Alors que les systèmes d'IA s'intègrent dans les opérations commerciales, la question n'est pas de savoir s'ils nécessitent une gouvernance, mais comment l'implémenter efficacement. Cela est d'autant plus crucial maintenant que nous savons qu'il n'y aura aucun délai dans l'application de la loi sur l'IA de l'UE.
Parallèlement, vous devriez déjà déployer un cadre de gouvernance de l'IA approprié. De nombreuses organisations s'appuient déjà sur de solides bases de conformité comme le RGPD. Cependant, l'IA introduit de nouvelles couches de complexité et de risque qui nécessitent une gouvernance sur mesure, une responsabilité plus aiguë et une supervision plus rigoureuse. Il n'existe tout simplement pas de modèle universel.

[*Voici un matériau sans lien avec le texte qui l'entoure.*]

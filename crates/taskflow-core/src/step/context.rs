//! Contexto de ejecución entregado a las acciones y condiciones de un step.
//!
//! Las acciones y condiciones NO son closures ambiente colgando de la cola:
//! son implementaciones de `StepAction`/`StepCondition`. Cualquier closure
//! con la firma correcta sirve (hay impls blanket), pero el estado capturado
//! puede vivir en un struct explícito e inspeccionable cuando hace falta
//! testearlo sin ejecutar la orquestación completa.

use chrono::{DateTime, Utc};
use serde::de::DeserializeOwned;
use serde::Serialize;
use serde_json::Value;
use std::time::Duration;

use crate::metadata::MetadataStore;

/// Acción con efectos de un step. Corre a lo sumo una vez por intento.
///
/// Un `Err` marca el step como `Failed` de inmediato, saltándose los
/// reintentos pendientes: un error lanzado es fatal, sólo la condición
/// "todavía no" se reintenta.
pub trait StepAction {
    fn run(&mut self, ctx: &mut StepCtx<'_>) -> anyhow::Result<()>;
}

impl<F> StepAction for F where F: FnMut(&mut StepCtx<'_>) -> anyhow::Result<()>
{
    fn run(&mut self, ctx: &mut StepCtx<'_>) -> anyhow::Result<()> {
        (self)(ctx)
    }
}

/// Condición de avance de un step, sondeada una vez por tick.
///
/// Devolver `false` no es un error: significa "el proceso externo todavía
/// no llegó". Las esperas largas se expresan devolviendo `false` durante
/// muchos ticks, nunca bloqueando dentro de la llamada.
pub trait StepCondition {
    fn poll(&mut self, ctx: &mut StepCtx<'_>) -> bool;
}

impl<F> StepCondition for F where F: FnMut(&mut StepCtx<'_>) -> bool
{
    fn poll(&mut self, ctx: &mut StepCtx<'_>) -> bool {
        (self)(ctx)
    }
}

/// Vista del step en curso + acceso al almacén de metadata.
///
/// Es lo único que una acción/condición ve del motor: no puede tocar el
/// cursor, ni el estado de otros steps, ni encolar trabajo.
pub struct StepCtx<'a> {
    step_name: &'a str,
    attempt: u32,
    started_at: DateTime<Utc>,
    now: DateTime<Utc>,
    metadata: &'a mut MetadataStore,
}

impl<'a> StepCtx<'a> {
    pub(crate) fn new(step_name: &'a str,
                      attempt: u32,
                      started_at: DateTime<Utc>,
                      now: DateTime<Utc>,
                      metadata: &'a mut MetadataStore)
                      -> Self {
        Self { step_name,
               attempt,
               started_at,
               now,
               metadata }
    }

    /// Nombre del step en curso.
    #[inline]
    pub fn step_name(&self) -> &str {
        self.step_name
    }

    /// Número de intento en curso (arranca en 1).
    #[inline]
    pub fn attempt(&self) -> u32 {
        self.attempt
    }

    /// Instante del tick actual, según el reloj de la cola.
    #[inline]
    pub fn now(&self) -> DateTime<Utc> {
        self.now
    }

    /// Tiempo transcurrido desde que el step pasó a `Running`.
    pub fn elapsed(&self) -> Duration {
        self.now
            .signed_duration_since(self.started_at)
            .to_std()
            .unwrap_or(Duration::ZERO)
    }

    /// Guarda el resultado del step en curso, visible para los intentos
    /// siguientes y para cualquier step posterior. No se revierte nunca.
    pub fn set_metadata<T: Serialize>(&mut self, value: &T) -> serde_json::Result<()> {
        self.metadata.set(self.step_name, value)
    }

    /// Variante sin serialización para valores ya en JSON.
    pub fn set_metadata_value(&mut self, value: Value) {
        self.metadata.set_value(self.step_name, value);
    }

    /// Lee la metadata guardada por un step anterior (o por un intento
    /// anterior de este mismo step). `None` si nunca se escribió.
    pub fn metadata_of<T: DeserializeOwned>(&self, step_name: &str) -> Option<T> {
        self.metadata.get(step_name)
    }
}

Vous pourriez structurer votre gouvernance de l'IA en suivant le calendrier de la loi sur l'IA de l'UE. Ou considérer la loi sur l'IA de l'UE comme le texte le plus strict, similaire à la norme internationale qui est devenue le RGPD. Cependant, le défi est de passer au-delà des principes généraux et de concevoir des cadres de gouvernance opérationnelle — non seulement parce que "la loi sur l'IA le dit," mais parce que c'est essentiel pour l'utilisation durable et fiable de l'IA.
Une bonne gouvernance vous permet d'identifier et de naviguer dans les risques découlant de l'utilisation et du développement de systèmes d'IA. C'est également un avantage réputationnel et concurrentiel d'être transparent et responsable lors de l'utilisation de l'IA. Cela peut également contribuer à réduire les coûts de conformité.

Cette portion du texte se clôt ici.